The primary limitation of the data set was measurement of amount of exercise and fatigue by single items rather than by comprehensive instruments with total and subscale scores, reported reliability and validity, and cut scores. This approach may not have fully elicited all relevant domains of the constructs. For example, only vigorous exercise was captured but not light or moderate exercise. This approach does not facilitate interpretation of clinical significance or comparison of study results to those of other studies of AYA-aged survivors or healthy population norms. Measurement solely by self-report is also a notable limitation. However, it was necessary to rely solely on self-report for this analysis, as functional performance ratings were not included in the data set.

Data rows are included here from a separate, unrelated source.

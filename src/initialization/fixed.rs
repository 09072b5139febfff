use std::collections::VecDeque;

use super::ParamGen;

/// A parameter generator that replays a known sequence of values.
///
/// Used wherever the initial weights must be exact, e.g. to reproduce a particular starting
/// decision boundary.
pub struct FixedParamGen {
    values: VecDeque<f32>,
}

impl FixedParamGen {
    /// Creates a new `FixedParamGen` that yields `values` in order and then runs dry.
    pub fn new<I>(values: I) -> Self
    where
        I: IntoIterator<Item = f32>,
    {
        Self {
            values: values.into_iter().collect(),
        }
    }

    /// Creates a new `FixedParamGen` that yields `value` exactly `limit` times.
    pub fn splat(value: f32, limit: usize) -> Self {
        Self::new(std::iter::repeat_n(value, limit))
    }
}

impl ParamGen for FixedParamGen {
    fn sample(&mut self, n: usize) -> Option<Vec<f32>> {
        if self.values.is_empty() {
            return None;
        }

        let n = n.min(self.values.len());
        Some(self.values.drain(..n).collect())
    }
}
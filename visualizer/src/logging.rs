use std::{env, fs::File};

use anyhow::{Context, Result};
use env_logger::{Builder, Target};

/// Environment variable holding the path of the log file.
pub const LOG_FILE_VAR: &str = "PERCEPTRON_LOG";

/// Initializes `env_logger` from `RUST_LOG`.
///
/// Logs go to the file named by `PERCEPTRON_LOG` when set. Otherwise headless runs log to
/// stderr and the TUI doesn't log at all, since it owns the terminal.
pub fn init(headless: bool) -> Result<()> {
    let mut builder = Builder::from_default_env();

    match env::var_os(LOG_FILE_VAR) {
        Some(path) => {
            let file = File::create(&path)
                .with_context(|| format!("cannot create log file {}", path.to_string_lossy()))?;
            builder.target(Target::Pipe(Box::new(file)));
        }
        None if headless => {
            builder.target(Target::Stderr);
        }
        None => return Ok(()),
    }

    builder.try_init().context("logger already initialized")
}
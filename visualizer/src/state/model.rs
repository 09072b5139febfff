use std::time::Duration;

use perceptron::BoundaryLine;

/// High-level lifecycle of the visualization.
#[derive(Debug, Clone, Copy, PartialEq, Eq)]
pub enum Phase {
    Training,
    Paused,
    Finished,
}

/// A single log entry shown in the event panel.
#[derive(Debug, Clone)]
pub struct LogLine {
    pub level: &'static str,
    pub message: String,
}

/// Full snapshot rendered by the TUI.
#[derive(Debug, Clone)]
pub struct FrameView {
    pub phase: Phase,
    pub elapsed: Duration,
    pub tick_interval: Duration,
    pub step: usize,
    pub max_steps: Option<usize>,
    pub corrections: usize,
    pub weights: Vec<f32>,
    /// Fraction of points whose label matches the ground truth.
    pub agreement: Option<f32>,
    pub x_bounds: [f64; 2],
    pub y_bounds: [f64; 2],
    /// Points the perceptron puts over the line.
    pub over: Vec<(f64, f64)>,
    /// Points the perceptron puts under the line.
    pub under: Vec<(f64, f64)>,
    /// The ground truth line clipped to the horizontal bounds.
    pub target: [(f64, f64); 2],
    pub target_label: String,
    pub boundary: Option<BoundaryLine>,
    pub logs: Vec<LogLine>,
}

Recall bias is an ever-present limitation in studies relying on individuals' reports of feelings and behaviors. Self-report bias is also likely given the human tendency to over-report socially desirable behaviors such as amount of exercise and under-report problems that may be perceived as weaknesses such as fatigue. Response bias regarding the representativeness of those who completed the questionnaires at all three time points as compared to those who did not cannot be ruled out, as it is possible that the responders differ in some systematic and non-random manner from the non-responders.

Conclusions

The study finding that amount of exercise at end of therapy predicted amount of exercise at both 12 and 36 months post-therapy in AYA-aged HL survivors provides additional evidence for the importance of promoting exercise from the time of initiation of cancer therapy, not waiting until the transition to survivorship care. Future study is necessary to elucidate the nature of the relationship between fatigue and exercise more precisely and to design and evaluate exercise interventions for AYAs with cancer.

Acknowledgments

C.F.M. was supported by a Nursing Research Traineeship funded through the Children's Oncology Group Chair's grant (U10CA98543). AHOD0031 was also supported by National Cancer Institute U10CA98543, awarded to the Children's Oncology Group. Deepest gratitude to the leadership of the Children's Oncology Group Nursing Discipline and Nursing Research Scholars for their support throughout the traineeship and their thoughtful review of drafts of this paper.

Author Disclosure Statement

No competing financial interests exist.